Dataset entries
//! Shared types for the message processing pipeline.

use async_trait::async_trait;
use chrono::{DateTime, Utc};
use serde::{Deserialize, Serialize};

use crate::error::ChannelError;

// ── Channel kind ────────────────────────────────────────────────────

/// Which adapter handles a message.
///
/// The derived ordering is the order the orchestrator visits channels in.
#[derive(Debug, Clone, Copy, PartialEq, Eq, Hash, PartialOrd, Ord, Serialize, Deserialize)]
#[serde(rename_all = "snake_case")]
pub enum ChannelKind {
    /// Mail-like channel (IMAP/SMTP).
    Email,
    /// Relay-like channel (signal-cli REST API).
    Signal,
}

impl ChannelKind {
    pub fn as_str(&self) -> &'static str {
        match self {
            Self::Email => "email",
            Self::Signal => "signal",
        }
    }
}

impl std::fmt::Display for ChannelKind {
    fn fmt(&self, f: &mut std::fmt::Formatter<'_>) -> std::fmt::Result {
        f.write_str(self.as_str())
    }
}

impl std::str::FromStr for ChannelKind {
    type Err = String;
    fn from_str(s: &str) -> Result<Self, Self::Err> {
        match s.trim().to_ascii_lowercase().as_str() {
            "email" => Ok(Self::Email),
            "signal" => Ok(Self::Signal),
            other => Err(format!("Unknown channel kind: {}", other)),
        }
    }
}

// ── Urgency ─────────────────────────────────────────────────────────

/// Classification urgency levels, ordered from least to most urgent.
#[derive(Debug, Clone, Copy, Default, PartialEq, Eq, PartialOrd, Ord, Serialize, Deserialize)]
#[serde(rename_all = "snake_case")]
pub enum Urgency {
    /// Informational, no action needed.
    Low,
    /// Needs attention, not time-sensitive.
    #[default]
    Normal,
    /// Needs a prompt response.
    High,
    /// Requires immediate action.
    Critical,
}

impl Urgency {
    /// Parse a model-supplied urgency label. Anything unrecognised is `Normal`.
    pub fn parse_lenient(s: &str) -> Self {
        match s.trim().to_ascii_lowercase().as_str() {
            "low" => Self::Low,
            "high" => Self::High,
            "critical" => Self::Critical,
            _ => Self::Normal,
        }
    }

    pub fn as_str(&self) -> &'static str {
        match self {
            Self::Low => "low",
            Self::Normal => "normal",
            Self::High => "high",
            Self::Critical => "critical",
        }
    }
}

impl std::fmt::Display for Urgency {
    fn fmt(&self, f: &mut std::fmt::Formatter<'_>) -> std::fmt::Result {
        f.write_str(self.as_str())
    }
}

// ── Inbound message ─────────────────────────────────────────────────

/// A message received from any channel.
///
/// Created by an adapter's `poll()` and consumed within the same loop
/// iteration. The classifier fills in `urgency`, `classification` and
/// `suggested_action`.
#[derive(Debug, Clone)]
pub struct InboundMessage {
    pub channel: ChannelKind,
    /// Sender identifier (email address, phone number).
    pub sender: String,
    /// Subject line; empty for channels without subjects.
    pub subject: String,
    pub body: String,
    pub received_at: DateTime<Utc>,
    /// Channel-scoped unique ID.
    pub message_id: String,
    /// ID of the message this one replies to.
    pub reply_to: Option<String>,
    pub thread_id: Option<String>,
    /// Full native payload for channel-specific handling.
    pub raw: Option<serde_json::Value>,

    pub urgency: Urgency,
    pub classification: Option<String>,
    pub suggested_action: Option<String>,
}

impl InboundMessage {
    /// Create an unclassified message received now.
    pub fn new(
        channel: ChannelKind,
        sender: impl Into<String>,
        subject: impl Into<String>,
        body: impl Into<String>,
        message_id: impl Into<String>,
    ) -> Self {
        Self {
            channel,
            sender: sender.into(),
            subject: subject.into(),
            body: body.into(),
            received_at: Utc::now(),
            message_id: message_id.into(),
            reply_to: None,
            thread_id: None,
            raw: None,
            urgency: Urgency::Normal,
            classification: None,
            suggested_action: None,
        }
    }

    pub fn with_received_at(mut self, received_at: DateTime<Utc>) -> Self {
        self.received_at = received_at;
        self
    }

    pub fn with_reply_to(mut self, reply_to: impl Into<String>) -> Self {
        self.reply_to = Some(reply_to.into());
        self
    }

    pub fn with_thread_id(mut self, thread_id: impl Into<String>) -> Self {
        self.thread_id = Some(thread_id.into());
        self
    }

    pub fn with_raw(mut self, raw: serde_json::Value) -> Self {
        self.raw = Some(raw);
        self
    }

    /// Subject for display, `(none)` when empty.
    pub fn display_subject(&self) -> &str {
        if self.subject.is_empty() {
            "(none)"
        } else {
            &self.subject
        }
    }
}

// ── Outbound message ────────────────────────────────────────────────

/// A message to send via any channel.
#[derive(Debug, Clone, PartialEq, Eq)]
pub struct OutboundMessage {
    pub channel: ChannelKind,
    pub recipient: String,
    pub subject: String,
    pub body: String,
    /// Channel-specific ID to reply to.
    pub reply_to: Option<String>,
    pub thread_id: Option<String>,
}

impl OutboundMessage {
    /// A subject-less message, as used for operator notifications.
    pub fn text(channel: ChannelKind, recipient: impl Into<String>, body: impl Into<String>) -> Self {
        Self {
            channel,
            recipient: recipient.into(),
            subject: String::new(),
            body: body.into(),
            reply_to: None,
            thread_id: None,
        }
    }

    /// A reply mirroring `original`: sender becomes recipient, subject gets a
    /// `Re:` prefix, threading identifiers are carried over.
    pub fn reply_to(original: &InboundMessage, body: impl Into<String>) -> Self {
        let subject = if original.subject.is_empty() {
            String::new()
        } else {
            format!("Re: {}", original.subject)
        };
        Self {
            channel: original.channel,
            recipient: original.sender.clone(),
            subject,
            body: body.into(),
            reply_to: Some(original.message_id.clone()),
            thread_id: original.thread_id.clone(),
        }
    }
}

// ── Channel adapter trait ───────────────────────────────────────────

/// Trait for channel adapters. Pure I/O, no business logic.
///
/// Classification, drafting and approval live in the orchestrator.
#[async_trait]
pub trait ChannelAdapter: Send + Sync {
    /// Which channel this adapter serves.
    fn kind(&self) -> ChannelKind;

    /// Fetch messages not returned by any previous call.
    ///
    /// The adapter alone is responsible for not redelivering a message
    /// (server-side seen flags, fetch-and-clear queues). The core never
    /// deduplicates.
    async fn poll(&self) -> Result<Vec<InboundMessage>, ChannelError>;

    /// Send a message. Transport failures are logged and reported as `false`.
    async fn send(&self, message: &OutboundMessage) -> bool;

    /// Cheap liveness probe, used only to skip a channel for one cycle.
    async fn available(&self) -> bool;

    /// Store a reply as an unsent draft in the channel backend, if supported.
    async fn save_draft(&self, _message: &OutboundMessage) -> bool {
        false
    }
}

#[cfg(test)]
mod tests {
    use super::*;

    #[test]
    fn channel_kind_display_and_fromstr() {
        assert_eq!(ChannelKind::Email.to_string(), "email");
        assert_eq!("SIGNAL".parse::<ChannelKind>().unwrap(), ChannelKind::Signal);
        assert!("reddit".parse::<ChannelKind>().is_err());
    }

    #[test]
    fn channel_kind_order_is_stable() {
        assert!(ChannelKind::Email < ChannelKind::Signal);
    }

    #[test]
    fn urgency_is_ordered() {
        assert!(Urgency::Low < Urgency::Normal);
        assert!(Urgency::Normal < Urgency::High);
        assert!(Urgency::High < Urgency::Critical);
    }

    #[test]
    fn urgency_unknown_label_is_normal() {
        assert_eq!(Urgency::parse_lenient("HIGH"), Urgency::High);
        assert_eq!(Urgency::parse_lenient("urgent!!"), Urgency::Normal);
        assert_eq!(Urgency::parse_lenient(""), Urgency::Normal);
    }

    #[test]
    fn reply_mirrors_original() {
        let original = InboundMessage::new(
            ChannelKind::Email,
            "alice@example.com",
            "Policy question",
            "Hello",
            "<msg-1@example.com>",
        )
        .with_thread_id("<thread-1@example.com>");

        let reply = OutboundMessage::reply_to(&original, "Thanks");
        assert_eq!(reply.channel, ChannelKind::Email);
        assert_eq!(reply.recipient, "alice@example.com");
        assert_eq!(reply.subject, "Re: Policy question");
        assert_eq!(reply.reply_to.as_deref(), Some("<msg-1@example.com>"));
        assert_eq!(reply.thread_id.as_deref(), Some("<thread-1@example.com>"));
        assert_eq!(reply.body, "Thanks");
    }

    #[test]
    fn reply_to_subjectless_message_has_empty_subject() {
        let original = InboundMessage::new(ChannelKind::Signal, "+447000000002", "", "hi", "signal-1");
        let reply = OutboundMessage::reply_to(&original, "hello");
        assert_eq!(reply.subject, "");
        assert_eq!(original.display_subject(), "(none)");
    }
}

* Exercise prompt: The lines you need are those with the word "Serialize"; list them from the entries.

* Worked solution:
use serde::{Deserialize, Serialize};
#[derive(Debug, Clone, Copy, PartialEq, Eq, Hash, PartialOrd, Ord, Serialize, Deserialize)]
#[derive(Debug, Clone, Copy, Default, PartialEq, Eq, PartialOrd, Ord, Serialize, Deserialize)]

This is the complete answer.